3h
96T
ELK6186
608 EUR
3h
10ng/mL
Sandwich
0.061ng/mL
0.156-10ng/mL
Rattus norvegicus
Metabolic pathway;
HSL; LHS; Hormone Sensitive Lipase
ELISA Enzyme-linked immunosorbent assays Code 90320007 SNOMED
E05 478 566 350 170 or Enzyme-Linked Immunosorbent Assays,E05 478 566 350 170 or Enzyme-Linked Immunosorbent Assays
Rats are used to make rat monoclonal anti mouse antibodies. There are less rat- than mouse clones however. Rats genes from rodents of the genus Rattus norvegicus are often studied in vivo as a model of human genes in Sprague-Dawley or Wistar rats.

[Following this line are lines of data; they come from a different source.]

/// Width class of a bar
#[derive(Debug, Clone, Copy, PartialEq, Eq, Hash)]
pub enum Thickness {
    /// Narrow bar, one module wide
    Thin,
    /// Wide bar, three modules wide
    Thick,
}

/// Ink color of a bar
#[derive(Debug, Clone, Copy, PartialEq, Eq, Hash)]
pub enum Color {
    /// Printed bar
    Black,
    /// Space between printed bars
    White,
}

/// Single bar of an Interleaved 2 of 5 symbol
#[derive(Debug, Clone, Copy, PartialEq, Eq, Hash)]
pub struct Bar {
    thickness: Thickness,
    color: Color,
}

impl Bar {
    /// Create a bar
    pub fn new(thickness: Thickness, color: Color) -> Self {
        Self { thickness, color }
    }

    /// Create a bar from a pattern bit (`true` = thick)
    pub(crate) fn from_bit(thick: bool, color: Color) -> Self {
        let thickness = if thick {
            Thickness::Thick
        } else {
            Thickness::Thin
        };
        Self { thickness, color }
    }

    /// Width class
    pub fn thickness(&self) -> Thickness {
        self.thickness
    }

    /// Ink color
    pub fn color(&self) -> Color {
        self.color
    }

    /// True for wide bars
    pub fn is_thick(&self) -> bool {
        self.thickness == Thickness::Thick
    }

    /// True for narrow bars
    pub fn is_thin(&self) -> bool {
        self.thickness == Thickness::Thin
    }

    /// True for printed bars
    pub fn is_black(&self) -> bool {
        self.color == Color::Black
    }

    /// True for spaces
    pub fn is_white(&self) -> bool {
        self.color == Color::White
    }

    /// Width in modules (1 for thin, 3 for thick)
    pub fn modules(&self) -> usize {
        match self.thickness {
            Thickness::Thin => 1,
            Thickness::Thick => 3,
        }
    }
}

/// Bars of a symbol in left-to-right order
///
/// Built once by [`Code::bars`](crate::Code::bars) and only read afterwards.
#[derive(Debug, Clone, PartialEq, Eq, Default)]
pub struct BarSequence {
    bars: Vec<Bar>,
}

impl BarSequence {
    pub(crate) fn from_vec(bars: Vec<Bar>) -> Self {
        Self { bars }
    }

    /// Number of bars
    pub fn len(&self) -> usize {
        self.bars.len()
    }

    /// True if there are no bars
    pub fn is_empty(&self) -> bool {
        self.bars.is_empty()
    }

    /// Iterate the bars left to right
    pub fn iter(&self) -> std::slice::Iter<'_, Bar> {
        self.bars.iter()
    }

    /// Bars as a slice
    pub fn as_slice(&self) -> &[Bar] {
        &self.bars
    }

    /// Total width in modules
    pub fn modules(&self) -> usize {
        self.bars.iter().map(Bar::modules).sum()
    }
}

impl FromIterator<Bar> for BarSequence {
    fn from_iter<I: IntoIterator<Item = Bar>>(iter: I) -> Self {
        Self {
            bars: iter.into_iter().collect(),
        }
    }
}

impl<'a> IntoIterator for &'a BarSequence {
    type Item = &'a Bar;
    type IntoIter = std::slice::Iter<'a, Bar>;

    fn into_iter(self) -> Self::IntoIter {
        self.bars.iter()
    }
}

Hormone releasing factors and releasing hormones are signaling molecules produced by glands in multicellular organisms. The glands that secrete Luteinizing hormones LHRG and LH, FSH comprise the endocrine signaling system. The term growth hormone releasing hormone GHRH is sometimes extended to include chemicals produced by cells that affect the same cell (autocrine or intracrine signaling) or nearby cells (paracrine signaling). Human recombinant LHRG and GHRH are produced in E. coli or in yeast cells.

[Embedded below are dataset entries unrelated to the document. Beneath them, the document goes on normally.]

use std::path::PathBuf;

use camino::Utf8PathBuf;
use tempfile::TempDir;

pub mod scenarios;

/// A fresh scratch directory for a single test, as an absolute UTF-8 path.
#[track_caller]
pub fn temporary_directory() -> (TempDir, Utf8PathBuf) {
    let dir = TempDir::new().expect("create temporary directory");
    let path = Utf8PathBuf::try_from(dir.path().to_path_buf())
        .unwrap_or_else(|err| panic!("read temp dir as utf8: {err:?}"));
    (dir, path)
}

/// This crate's own manifest directory, as an absolute path. Used by tests
/// that want a real, non-trivial source tree to crawl without depending on
/// the workspace layout staying put.
#[track_caller]
pub fn this_crate_dir() -> PathBuf {
    PathBuf::from(env!("CARGO_MANIFEST_DIR"))
}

The test principle applied in this kit is Sandwich enzyme immunoassay. The microtiter plate provided in this kit has been pre-coated with an antibody specific to Lipase, Hormone Sensitive (LIPE). Standards or samples are then added to the appropriate microtiter plate wells with a biotin-conjugated antibody specific to Lipase, Hormone Sensitive (LIPE). Next, Avidin conjugated to Horseradish Peroxidase (HRP) is added to each microplate well and incubated. After TMB substrate solution is added, only those wells that contain Lipase, Hormone Sensitive (LIPE), biotin-conjugated antibody and enzyme-conjugated Avidin will exhibit a change in color. The enzyme-substrate reaction is terminated by the addition of sulphuric acid solution and the color change is measured spectrophotometrically at a wavelength of 450nm ± 10nm. The concentration of Lipase, Hormone Sensitive (LIPE) in the samples is then determined by comparing the O.D. of the samples to the standard curve.